By Colin Maycock

To administer or not, that is the question.

This November the voters of San Juan County will be asked to vote for changes to the Charter that governs the County. The provision to grant administrative or executive power back to the County Council is the most worrisome of the proposed changes and should be considered carefully before you cast your vote.

That power was removed from the Council when the Charter was adopted and for good reason. Under the old Board of County Commissioners system the Commissioners had the authority to direct (i.e. meddle with) County staff and their management and, unsurprisingly, the direction from the Commissioners was often politically or personally motivated, usually unethical, and often illegal which, from time to time, led directly to costly law suits that the County inevitably lost with the taxpayers left to bear the costs of the Commissioners rash decisions.

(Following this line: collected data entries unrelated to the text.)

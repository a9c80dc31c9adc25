use jzon::JsonValue;

use crate::parse::position_from_json;
use crate::{Netlist, Node, NodeKind, ParseError, Schedule, schedule_from_json};

/// Everything the technology mapper produces for one design: the mapped netlist and the
/// schedule that computes it on the crossbar.
#[derive(Clone, Debug)]
pub struct MappingSolution {
    pub name: String,
    /// Crossbar dimensions the solution was mapped for, if the mapper recorded them.
    pub rows: Option<usize>,
    pub cols: Option<usize>,
    pub netlist: Netlist,
    pub schedule: Schedule,
}

fn dimension_from_json(value: &JsonValue, key: &str) -> Result<Option<usize>, ParseError> {
    let field = &value[key];
    if field.is_null() {
        return Ok(None);
    }
    match field.as_usize() {
        Some(0) | None => Err(ParseError::new(key, format!("expected a positive integer, found {field}"))),
        Some(size) => Ok(Some(size)),
    }
}

fn node_from_json(location: &str, value: &JsonValue) -> Result<Node, ParseError> {
    let Some(name) = value["name"].as_str() else {
        return Err(ParseError::new(location, "node without a name"));
    };
    let kind = match value["kind"].as_str() {
        Some("input") => NodeKind::Input,
        Some("gate") => NodeKind::Gate,
        Some("output") => NodeKind::Output,
        _ => return Err(ParseError::new(location, format!("node {name:?} has no valid kind"))),
    };
    let mut node = Node::new(name, kind);
    let constant = &value["constant"];
    if !constant.is_null() {
        node.constant = match (constant.as_u8(), constant.as_bool()) {
            (Some(0), _) | (_, Some(false)) => Some(false),
            (Some(1), _) | (_, Some(true)) => Some(true),
            _ => return Err(ParseError::new(location, format!("node {name:?} has invalid constant {constant}"))),
        };
    }
    let position = &value["position"];
    if !position.is_null() {
        node.position = Some(position_from_json(location, position)?);
    }
    Ok(node)
}

fn netlist_from_json(value: &JsonValue) -> Result<Netlist, ParseError> {
    let mut netlist = Netlist::new();
    for (index, node) in value["nodes"].members().enumerate() {
        let location = format!("netlist.nodes[{index}]");
        let node = node_from_json(&location, node)?;
        if netlist.find(&node.name).is_some() {
            return Err(ParseError::new(location, format!("duplicate node {:?}", node.name)));
        }
        netlist.add_node(node);
    }
    for (index, edge) in value["edges"].members().enumerate() {
        let location = format!("netlist.edges[{index}]");
        let mut ends = [None, None];
        for (end, name) in ends.iter_mut().zip([&edge[0], &edge[1]]) {
            *end = name.as_str().and_then(|name| netlist.find(name));
        }
        let [Some(from), Some(to)] = ends else {
            return Err(ParseError::new(location, format!("edge {edge} does not connect two known nodes")));
        };
        netlist.add_edge(from, to);
    }
    Ok(netlist)
}

impl MappingSolution {
    pub fn from_json(value: &JsonValue) -> Result<Self, ParseError> {
        if !value.is_object() {
            return Err(ParseError::new("", "expected a mapping solution object"));
        }
        let name = value["name"].as_str().unwrap_or("top").to_owned();
        Ok(MappingSolution {
            name,
            rows: dimension_from_json(value, "rows")?,
            cols: dimension_from_json(value, "cols")?,
            netlist: netlist_from_json(&value["netlist"])?,
            schedule: schedule_from_json(&value["steps"])?,
        })
    }

    pub fn parse(text: &str) -> Result<Self, ParseError> {
        let value = jzon::parse(text).map_err(|error| ParseError::new("", error.to_string()))?;
        Self::from_json(&value)
    }
}
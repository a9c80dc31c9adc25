use std::fmt::Display;

use jzon::JsonValue;

use crate::{Axis, InvertKind, Operation, Position, Schedule, Scope, Step};

/// A schedule, netlist, or mapping solution that does not follow the expected structure.
#[derive(Debug, Clone, PartialEq, Eq)]
pub struct ParseError {
    pub location: String,
    pub message: String,
}

impl ParseError {
    pub(crate) fn new(location: impl Into<String>, message: impl Into<String>) -> Self {
        ParseError { location: location.into(), message: message.into() }
    }
}

impl Display for ParseError {
    fn fmt(&self, f: &mut std::fmt::Formatter<'_>) -> std::fmt::Result {
        if self.location.is_empty() {
            write!(f, "{}", self.message)
        } else {
            write!(f, "{}: {}", self.location, self.message)
        }
    }
}

impl std::error::Error for ParseError {}

#[derive(Debug)]
enum Item<'a> {
    Position(Position),
    Index(usize),
    Text(&'a str),
}

pub(crate) fn position_from_json(location: &str, value: &JsonValue) -> Result<Position, ParseError> {
    if value.is_array()
        && value.len() == 2
        && let (Some(row), Some(col)) = (value[0].as_usize(), value[1].as_usize())
    {
        Ok(Position::new(row, col))
    } else {
        Err(ParseError::new(location, format!("expected a [row, col] position, found {value}")))
    }
}

fn is_position_list(value: &JsonValue) -> bool {
    value.is_array() && value.members().next().is_some_and(JsonValue::is_array)
}

// Nested position lists are spliced into the operand list, so that
// `["VNOT", [[19, 7], [20, 7]], "l"]` reads the same as `["VNOT", [19, 7], [20, 7], "l"]`.
// For `reset`, a nested list holds line indices instead.
fn flatten<'a>(location: &str, opcode: &str, value: &'a JsonValue) -> Result<Vec<Item<'a>>, ParseError> {
    let mut items = Vec::new();
    let mut push = |element: &'a JsonValue| -> Result<(), ParseError> {
        let item = if let Some(text) = element.as_str() {
            Item::Text(text)
        } else if let Some(index) = element.as_usize() {
            Item::Index(index)
        } else {
            Item::Position(position_from_json(location, element)?)
        };
        items.push(item);
        Ok(())
    };
    for element in value.members().skip(1) {
        if is_position_list(element) || (opcode == "reset" && element.is_array()) {
            for inner in element.members() {
                push(inner)?;
            }
        } else {
            push(element)?;
        }
    }
    Ok(items)
}

fn split_label<'a>(
    location: &str,
    opcode: &str,
    mut items: Vec<Item<'a>>,
) -> Result<(Vec<Position>, &'a str), ParseError> {
    let Some(Item::Text(label)) = items.pop() else {
        return Err(ParseError::new(location, format!("{opcode} must end with a label")));
    };
    if label.chars().any(char::is_control) {
        return Err(ParseError::new(location, format!("{opcode} label {label:?} contains control characters")));
    }
    let positions = positions_only(location, opcode, items)?;
    Ok((positions, label))
}

fn positions_only(location: &str, opcode: &str, items: Vec<Item<'_>>) -> Result<Vec<Position>, ParseError> {
    items
        .into_iter()
        .map(|item| match item {
            Item::Position(position) => Ok(position),
            other => Err(ParseError::new(location, format!("{opcode} expects positions, found {other:?}"))),
        })
        .collect()
}

fn operation_from_json(location: &str, value: &JsonValue) -> Result<Operation, ParseError> {
    let Some(opcode) = value[0].as_str() else {
        return Err(ParseError::new(location, format!("expected an operation, found {value}")));
    };
    let mut items = flatten(location, opcode, value)?;
    let operation = match opcode {
        "reset" => {
            let scope = match items.pop() {
                Some(Item::Text("r")) => Scope::Rows,
                Some(Item::Text("c")) => Scope::Cols,
                _ => return Err(ParseError::new(location, "reset must end with \"r\" or \"c\"")),
            };
            let indices = items
                .into_iter()
                .map(|item| match item {
                    Item::Index(index) => Ok(index),
                    other => Err(ParseError::new(location, format!("reset expects line indices, found {other:?}"))),
                })
                .collect::<Result<Vec<_>, _>>()?;
            Operation::Reset { scope, indices }
        }
        "COPY" | "NOT" | "VNOT" => {
            let (positions, label) = split_label(location, opcode, items)?;
            let &[src, dst] = positions.as_slice() else {
                return Err(ParseError::new(
                    location,
                    format!("{opcode} expects a source and a destination, found {} positions", positions.len()),
                ));
            };
            let kind = match opcode {
                "COPY" => InvertKind::Copy,
                "NOT" => InvertKind::Not,
                _ => InvertKind::VNot,
            };
            Operation::CopyOrInvert { kind, src, dst, label: label.to_owned() }
        }
        "VNOR" | "HNOR" => {
            let (mut operands, label) = split_label(location, opcode, items)?;
            if operands.len() < 2 {
                return Err(ParseError::new(
                    location,
                    format!(
                        "{opcode} expects at least one operand and a destination, found {} positions",
                        operands.len()
                    ),
                ));
            }
            let dst = operands.pop().unwrap();
            let axis = if opcode == "HNOR" { Axis::H } else { Axis::V };
            Operation::Nor { axis, operands, dst, label: label.to_owned() }
        }
        "INPUT" => {
            let (positions, signal) = split_label(location, opcode, items)?;
            let &[dst] = positions.as_slice() else {
                return Err(ParseError::new(location, format!("INPUT expects one position, found {}", positions.len())));
            };
            Operation::Input { dst, signal: signal.to_owned() }
        }
        "SETZERO" => {
            // the trailing label is optional and carries no meaning
            if let Some(Item::Text(_)) = items.last() {
                items.pop();
            }
            let targets = positions_only(location, opcode, items)?;
            if targets.is_empty() {
                return Err(ParseError::new(location, "SETZERO expects at least one position"));
            }
            Operation::SetZero { targets }
        }
        _ => return Err(ParseError::new(location, format!("unrecognized opcode {opcode:?}"))),
    };
    Ok(operation)
}

fn step_from_json(location: &str, value: &JsonValue) -> Result<Step, ParseError> {
    if !value.is_array() || value.is_empty() {
        return Err(ParseError::new(location, format!("expected an operation or a batch, found {value}")));
    }
    if value[0].is_array() {
        let operations = value
            .members()
            .enumerate()
            .map(|(index, member)| operation_from_json(&format!("{location}[{index}]"), member))
            .collect::<Result<Vec<_>, _>>()?;
        Ok(Step::Batch(operations))
    } else {
        Ok(Step::Single(operation_from_json(location, value)?))
    }
}

pub fn schedule_from_json(value: &JsonValue) -> Result<Schedule, ParseError> {
    if !value.is_array() {
        return Err(ParseError::new("steps", "expected a list of steps"));
    }
    value.members().enumerate().map(|(index, step)| step_from_json(&format!("steps[{index}]"), step)).collect()
}

pub fn parse_schedule(text: &str) -> Result<Schedule, ParseError> {
    let value = jzon::parse(text).map_err(|error| ParseError::new("", error.to_string()))?;
    schedule_from_json(&value)
}
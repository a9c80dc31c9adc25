//! Equivalence checking of generated modules against a reference.
//!
//! The [`EquivalenceChecker`] capability compares two Verilog modules. [`AbcChecker`] delegates
//! to the ABC logic synthesis tool running as a subprocess; [`SimulationChecker`] evaluates both
//! modules over every input pattern in-process, and understands the gate-level subset of Verilog
//! that the crossbar generator emits.

use std::fmt::Display;

mod abc;
mod verilog;
mod simulate;

pub use abc::{AbcChecker, EQUIVALENT_PHRASE};
pub use simulate::SimulationChecker;

/// The verdict of an equivalence checker, along with its report.
#[derive(Clone, Debug, PartialEq, Eq)]
pub struct EquivalenceResult {
    pub equivalent: bool,
    pub raw_output: String,
}

/// The checker could not reach a verdict.
#[derive(Clone, Debug, PartialEq, Eq)]
pub struct Inconclusive {
    pub stderr: String,
}

impl Display for Inconclusive {
    fn fmt(&self, f: &mut std::fmt::Formatter<'_>) -> std::fmt::Result {
        write!(f, "equivalence check inconclusive: {}", self.stderr.trim_end())
    }
}

impl std::error::Error for Inconclusive {}

impl From<std::io::Error> for Inconclusive {
    fn from(error: std::io::Error) -> Self {
        Inconclusive { stderr: error.to_string() }
    }
}

pub trait EquivalenceChecker {
    /// Compares the Boolean functions of two modules, given as Verilog source text.
    ///
    /// Blocks until the check completes.
    fn check(&self, first: &str, second: &str) -> Result<EquivalenceResult, Inconclusive>;
}
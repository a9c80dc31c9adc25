use std::fmt::Display;

use arche_crossbar::CrossbarState;
use arche_schedule::{MappingSolution, summarize};

pub const HEADER: &str = "benchmark,#pi,#po,#gates,#level,delay,speedup,r,c,#devices,utilization";

/// One row of the mapping statistics table.
#[derive(Clone, Debug, PartialEq)]
pub struct Report {
    pub benchmark: String,
    pub inputs: usize,
    pub outputs: usize,
    pub gates: usize,
    pub level: u32,
    /// Number of time steps of the schedule.
    pub delay: usize,
    /// Average number of operations performed per time step.
    pub speedup: f64,
    pub rows: usize,
    pub cols: usize,
    pub devices: usize,
    pub utilization: f64,
}

impl Report {
    pub fn new(benchmark: &str, solution: &MappingSolution, state: &CrossbarState) -> Self {
        let netlist = &solution.netlist;
        let delay = solution.schedule.len();
        let operations = summarize(&solution.schedule).operation_count();
        let cells = state.rows() * state.cols();
        Report {
            benchmark: benchmark.to_owned(),
            inputs: netlist.inputs().count(),
            outputs: netlist.outputs().count(),
            gates: netlist.gate_count(),
            level: netlist.depth(),
            delay,
            speedup: if delay == 0 { 0.0 } else { operations as f64 / delay as f64 },
            rows: state.rows(),
            cols: state.cols(),
            devices: state.devices_used(),
            utilization: if cells == 0 { 0.0 } else { state.devices_used() as f64 / cells as f64 },
        }
    }
}

impl Display for Report {
    fn fmt(&self, f: &mut std::fmt::Formatter<'_>) -> std::fmt::Result {
        write!(
            f,
            "{},{},{},{},{},{},{:.2},{},{},{},{:.4}",
            self.benchmark,
            self.inputs,
            self.outputs,
            self.gates,
            self.level,
            self.delay,
            self.speedup,
            self.rows,
            self.cols,
            self.devices,
            self.utilization
        )
    }
}

#[cfg(test)]
mod test {
    use arche_crossbar::{Generator, GeneratorOptions};
    use arche_schedule::MappingSolution;

    use super::Report;

    #[test]
    fn test_report() {
        let solution = MappingSolution::parse(
            r#"{
                "netlist": {
                    "nodes": [
                        {"name": "a", "kind": "input"},
                        {"name": "b", "kind": "input"},
                        {"name": "g", "kind": "gate"},
                        {"name": "y", "kind": "output", "position": [0, 2]}
                    ],
                    "edges": [["a", "g"], ["b", "g"], ["g", "y"]]
                },
                "steps": [
                    [["INPUT", [0, 0], "a"], ["INPUT", [0, 1], "b"]],
                    ["HNOR", [[0, 0], [0, 1], [0, 2]], "g"]
                ]
            }"#,
        )
        .unwrap();
        let mut generator = Generator::new(2, 4, GeneratorOptions::default());
        generator.run(&solution.schedule).unwrap();
        let report = Report::new("nor.json", &solution, generator.state());
        assert_eq!(report.to_string(), "nor.json,2,1,1,1,2,1.50,2,4,3,0.3750");
    }
}
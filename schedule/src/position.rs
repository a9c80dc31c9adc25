use std::fmt::Display;

/// A single storage cell of the crossbar, addressed by its row and column line.
#[derive(Clone, Copy, Debug, PartialEq, Eq, PartialOrd, Ord, Hash)]
pub struct Position {
    pub row: usize,
    pub col: usize,
}

impl Position {
    pub const fn new(row: usize, col: usize) -> Self {
        Position { row, col }
    }

    /// Two cells are aligned if they share a row line or a column line.
    pub fn is_aligned_with(self, other: Position) -> bool {
        self.row == other.row || self.col == other.col
    }
}

impl From<(usize, usize)> for Position {
    fn from((row, col): (usize, usize)) -> Self {
        Position { row, col }
    }
}

impl Display for Position {
    fn fmt(&self, f: &mut std::fmt::Formatter<'_>) -> std::fmt::Result {
        write!(f, "({}, {})", self.row, self.col)
    }
}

The target, or benefit, of the Commissioner’s direction to staff depended on the spectrum of favorability on which the matter stood. In some cases decisions were made, based not on equal or just application of the code but solely to serve the narrow purposes of the Commissioners.

Often the Commissioners used departments and staff as proxies in their own internecine rivalries and disagreements, with one commissioner demanding a specific result from staff on one day while another commissioner would demand an opposite and mutually exclusive result the following day. If the staff stood their ground and made the proper decision they were then vigorously targeted for termination. Needless to say this led to an institutional paralysis as staff sought BOCC approval for the most minor of administrative tasks and governance ground to a halt in SJC.

The explicit corruption of this type of meddling became so repugnant that an outcry from the community arose with the ultimate outcome being the adoption of the County Charter that added what was expected to be an independent and professional County Administrator responsible for the day to day operation of the County business leaving the responsibility of legislation to the Council.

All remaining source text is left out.